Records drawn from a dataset

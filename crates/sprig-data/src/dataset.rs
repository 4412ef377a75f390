// Dataset: in-memory feature and one-hot label matrices
//
//   x: [examples, features]
//   y: [examples, classes]     exactly one 1.0 per row
//
// Datasets are assembled row by row through `DatasetBuilder`, which only
// hands out a `Dataset` once every row has its features and a label, so a
// half-built label matrix is never observable.

use sprig_core::{Error, Matrix, Result};

#[derive(Debug, Clone)]
pub struct Dataset {
    x: Matrix,
    y: Matrix,
}

impl Dataset {
    /// Wrap existing matrices, checking the one-hot and row-count invariants.
    pub fn new(x: Matrix, y: Matrix) -> Result<Self> {
        if x.rows() != y.rows() {
            return Err(Error::shape_mismatch(&[x.rows()], &[y.rows()]));
        }
        for r in 0..y.rows() {
            let row = y.row(r);
            let ones = row.iter().filter(|&&v| v == 1.0).count();
            let zeros = row.iter().filter(|&&v| v == 0.0).count();
            if ones != 1 || ones + zeros != row.len() {
                return Err(Error::msg(format!("label row {r} is not one-hot")));
            }
        }
        Ok(Dataset { x, y })
    }

    pub fn len(&self) -> usize {
        self.x.rows()
    }

    pub fn is_empty(&self) -> bool {
        self.x.rows() == 0
    }

    pub fn features(&self) -> usize {
        self.x.cols()
    }

    pub fn classes(&self) -> usize {
        self.y.cols()
    }

    pub fn x(&self) -> &Matrix {
        &self.x
    }

    pub fn y(&self) -> &Matrix {
        &self.y
    }

    /// Ground-truth class of example `i`.
    pub fn label(&self, i: usize) -> usize {
        self.y.argmax_row(i)
    }

    /// Rows `indices` as a `(features, labels)` batch.
    pub fn gather(&self, indices: &[usize]) -> Result<(Matrix, Matrix)> {
        Ok((self.x.select_rows(indices)?, self.y.select_rows(indices)?))
    }
}

/// Row-by-row construction of a `Dataset` with a fixed row count.
#[derive(Debug)]
pub struct DatasetBuilder {
    x: Matrix,
    y: Matrix,
    filled: usize,
}

impl DatasetBuilder {
    /// Reserve storage for `rows` examples. Fails on allocation failure.
    pub fn new(rows: usize, features: usize, classes: usize) -> Result<Self> {
        if classes == 0 {
            return Err(Error::EmptyDimension {
                layer: "dataset",
                what: "class count",
            });
        }
        Ok(DatasetBuilder {
            x: Matrix::zeros(rows, features)?,
            y: Matrix::zeros(rows, classes)?,
            filled: 0,
        })
    }

    pub fn filled(&self) -> usize {
        self.filled
    }

    /// Append one example.
    pub fn push(&mut self, features: &[f32], label: usize) -> Result<()> {
        let row = self.filled;
        if row == self.x.rows() {
            return Err(Error::msg(format!("dataset already holds {row} rows")));
        }
        if features.len() != self.x.cols() {
            return Err(Error::shape_mismatch(&[self.x.cols()], &[features.len()]));
        }
        if label >= self.y.cols() {
            return Err(Error::LabelOutOfRange {
                label,
                classes: self.y.cols(),
            });
        }
        self.x.row_mut(row).copy_from_slice(features);
        self.y.set(row, label, 1.0);
        self.filled += 1;
        Ok(())
    }

    pub fn finish(self) -> Result<Dataset> {
        if self.filled != self.x.rows() {
            return Err(Error::shape_mismatch(&[self.x.rows()], &[self.filled]));
        }
        Ok(Dataset {
            x: self.x,
            y: self.y,
        })
    }
}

◆ **Exercise prompt**
Check each line of the records for the string "DatasetBuilder" and state how many lines contain it. Give only the number.

◆ **Result for this task**
4